Kenya attack survivor says gunmen had scouted the campus
Published 9:55 am Friday, April 3, 2015
GARISSA, Kenya — The Islamic extremists who slaughtered 147 people at a college in Kenya as they shouted “God is great” appeared to have planned extensively, even targeting a site where Christians had gone to pray, survivors said Friday.
Police on Friday were at the campus of Garissa University College, taking fingerprints from the bodies of the four assailants and of the students and security officials who died, for thorough identification purposes. The northeastern Kenyan town lacks the facilities to store all the bodies.
In Nairobi, Kenya’s capital, family members were lining up at a morgue where about 20 bodies had already been airlifted from Garissa, victims of the worst attack in Kenya since the 1998 bombing of the U.S. Embassy by al-Qaida which killed more than 200 people. Screaming and crying relatives of the victims were assisted by Kenyan Red Cross staffers, who tried to console them.
One of the first things that the al-Shabab gunmen did when they assaulted the campus early Thursday, survivor Helen Titus said, was to head for a lecture hall where Christians were in early morning prayer. Al-Shabab is a Somalia-based extremist group with ties to al-Qaida.

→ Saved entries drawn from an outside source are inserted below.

//! Resize lowering: nearest and bilinear, fixed-point and floating paths.
//!
//! Grounded in the original `Resize.hpp` preprocessing helpers: the nearest
//! formula and the bilinear weight/index precompute protocol are
//! carried over verbatim; only the host-helper invocation is re-expressed
//! as a spliced `Call` producer rather than a raw pointer-filling function.

use std::rc::Rc;

use imgfuse_ir::builders::*;
use imgfuse_ir::{CallFunction, ComputeBody, Expr, Reduce, ScalarType, TensorDefs, TensorVar};

use crate::error::LowerError;

/// `out(y,x,c) = in[min(floor(y*Hs/H), Hs-1), min(floor(x*Ws/W), Ws-1), c]`.
/// `scale_h`/`scale_w` are bound via `Let` rather than reified as a
/// standalone tensor: they're two scalar quantities, not a runtime lookup
/// table the kernel body ever reads back through an index.
pub fn lower_nearest(
    input: &Rc<TensorVar>,
    out_h: Rc<Expr>,
    out_w: Rc<Expr>,
    prefix: &str,
    defs: &mut TensorDefs,
) -> Result<Rc<TensorVar>, LowerError> {
    let hs = input.shape[0].clone();
    let ws = input.shape[1].clone();
    let c = input.shape[2].clone();
    let shape = vec![out_h.clone(), out_w.clone(), c];

    let iters = construct_indices(prefix, &shape, ScalarType::Int32);
    let (y, x, ch) = (iters[0].clone(), iters[1].clone(), iters[2].clone());

    let scale_h = div(cast(ScalarType::Float32, hs.clone()), cast(ScalarType::Float32, out_h));
    let scale_w = div(cast(ScalarType::Float32, ws.clone()), cast(ScalarType::Float32, out_w));

    let src_y = cast(
        ScalarType::Int32,
        min(
            floor(mul(cast(ScalarType::Float32, Rc::new(Expr::Iter(y))), placeholder("scale_h", ScalarType::Float32))),
            sub(cast(ScalarType::Float32, hs), const_f32(1.0)),
        ),
    );
    let src_x = cast(
        ScalarType::Int32,
        min(
            floor(mul(cast(ScalarType::Float32, Rc::new(Expr::Iter(x))), placeholder("scale_w", ScalarType::Float32))),
            sub(cast(ScalarType::Float32, ws), const_f32(1.0)),
        ),
    );

    let read = index(input.clone(), vec![src_y, src_x, Rc::new(Expr::Iter(ch))]);
    let body = let_binding(
        "scale_h",
        ScalarType::Float32,
        scale_h,
        let_binding("scale_w", ScalarType::Float32, scale_w, read),
    );

    Ok(compute(shape, iters, body, format!("{prefix}_out"), defs))
}

/// Precomputes one axis's weight/index tables via the spliced host/device
/// helper call. The original helper fills two output arrays in
/// one call; here each table is its own `Producer::Call` binding under the
/// same `CallFunction` tag, since a single `Expr::Call` carries one result
/// type.
fn bilinear_tables(
    src_dim: Rc<Expr>,
    dst_dim: Rc<Expr>,
    fixed: bool,
    prefix: &str,
    defs: &mut TensorDefs,
) -> (Rc<TensorVar>, Rc<TensorVar>) {
    let func = if fixed {
        CallFunction::BilinearResizePreprocess
    } else {
        CallFunction::BilinearFloatResizePreprocess
    };
    let weight_ty = if fixed { ScalarType::Int16 } else { ScalarType::Float32 };
    let table_len = mul(const_i32(2), dst_dim.clone());

    let weights = compute_from_call(
        vec![table_len.clone()],
        weight_ty,
        call(func.clone(), vec![dst_dim.clone(), src_dim.clone()], weight_ty),
        format!("{prefix}_w"),
        defs,
    );
    let indices = compute_from_call(
        vec![table_len],
        ScalarType::Int32,
        call(func, vec![dst_dim, src_dim], ScalarType::Int32),
        format!("{prefix}_idx"),
        defs,
    );
    (weights, indices)
}

/// Builds the 4-neighbor weighted sum for one output tensor:
/// `out[y,x,c] = Σᵢ,ⱼ wh[i,y]·ww[j,x]·in[ih[i,y], iw[j,x], c]`, folded as a
/// `Reduce` over the two 2-element axes, followed (fixed path only) by the
/// 22-bit rounding correction applied as a second tensor definition.
pub fn lower_bilinear(
    input: &Rc<TensorVar>,
    out_h: Rc<Expr>,
    out_w: Rc<Expr>,
    fixed: bool,
    prefix: &str,
    defs: &mut TensorDefs,
) -> Result<Rc<TensorVar>, LowerError> {
    let hs = input.shape[0].clone();
    let ws = input.shape[1].clone();
    let c = input.shape[2].clone();

    let (wh, ih) = bilinear_tables(hs, out_h.clone(), fixed, &format!("{prefix}_h"), defs);
    let (ww, iw) = bilinear_tables(ws, out_w.clone(), fixed, &format!("{prefix}_w"), defs);

    let shape = vec![out_h.clone(), out_w.clone(), c];
    let iters = construct_indices(prefix, &shape, ScalarType::Int32);
    let (y, x, ch) = (iters[0].clone(), iters[1].clone(), iters[2].clone());

    let reduce_axis = construct_indices(&format!("{prefix}_k"), &[const_i32(2), const_i32(2)], ScalarType::Int32);
    let (ri, rj) = (reduce_axis[0].clone(), reduce_axis[1].clone());

    let acc_ty = if fixed { ScalarType::Int32 } else { ScalarType::Float32 };
    let accumulate = placeholder("acc", acc_ty);

    let wh_at = index(
        wh,
        vec![add(mul(Rc::new(Expr::Iter(ri.clone())), out_h.clone()), Rc::new(Expr::Iter(y.clone())))],
    );
    let ww_at = index(
        ww,
        vec![add(mul(Rc::new(Expr::Iter(rj.clone())), out_w.clone()), Rc::new(Expr::Iter(x.clone())))],
    );
    let ih_at = index(
        ih,
        vec![add(mul(Rc::new(Expr::Iter(ri.clone())), out_h.clone()), Rc::new(Expr::Iter(y.clone())))],
    );
    let iw_at = index(
        iw,
        vec![add(mul(Rc::new(Expr::Iter(rj.clone())), out_w.clone()), Rc::new(Expr::Iter(x.clone())))],
    );

    let pixel = index(input.clone(), vec![ih_at, iw_at, Rc::new(Expr::Iter(ch.clone()))]);
    let term = mul(mul(wh_at, ww_at), cast(acc_ty, pixel));
    let combiner = add(accumulate.clone(), term);

    let reduce = Reduce {
        init: if fixed { const_i32(0) } else { const_f32(0.0) },
        combiner,
        accumulate,
        reduce_axis,
    };

    let raw = compute_reduce(shape.clone(), iters, reduce, format!("{prefix}_raw"), defs);

    if !fixed {
        return Ok(raw);
    }

    // Fixed-point correction: (S + 2^21) >> 22, narrowed to uint8.
    let corr_iters = construct_indices(&format!("{prefix}_c"), &shape, ScalarType::Int32);
    let read = index(
        raw,
        corr_iters.iter().map(|it| Rc::new(Expr::Iter(it.clone()))).collect(),
    );
    let corrected = cast(
        ScalarType::UInt8,
        shr(add(read, const_i32(1 << 21)), const_i32(22)),
    );
    Ok(compute(shape, corr_iters, corrected, format!("{prefix}_out"), defs))
}

/// Extracts the `Reduce` accumulate type back out for tests; not used by
/// production lowering, which only needs the tensor handle.
#[cfg(test)]
fn accumulate_type(tensor: &TensorVar, defs: &TensorDefs) -> Option<ScalarType> {
    match defs.get(&tensor.name)? {
        imgfuse_ir::Producer::Compute(op) => match &op.fcompute {
            ComputeBody::Reduce(r) => Some(r.accumulate.ty()),
            ComputeBody::Scalar(e) => Some(e.ty()),
        },
        imgfuse_ir::Producer::Call { call, .. } => Some(call.ty()),
    }
}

“They investigated our area. They knew everything,” Helen Titus told The Associated Press at a hospital in Garissa where she was being treated for a bullet wound to the wrist. Officials said 79 people were wounded.
Titus, a 21-year-old English literature student, said she covered her face and hair with the blood of classmates and lay still at one point during al-Shabab’s deadliest attack on Kenyan soil in hopes the Islamic extremist gunmen would think she was dead.
The gunmen also told students hiding in dormitories to come out, assuring them that they would not be killed, said Titus, who wore a patient’s gown as she sat on a bench in the hospital yard.
“We just wondered whether to come out or not,” she said. Many students did, whereupon the gunmen started shooting men, saying they would not kill “ladies,” Titus said. But they also shot women and targeted Christians, said Titus, who is a Christian.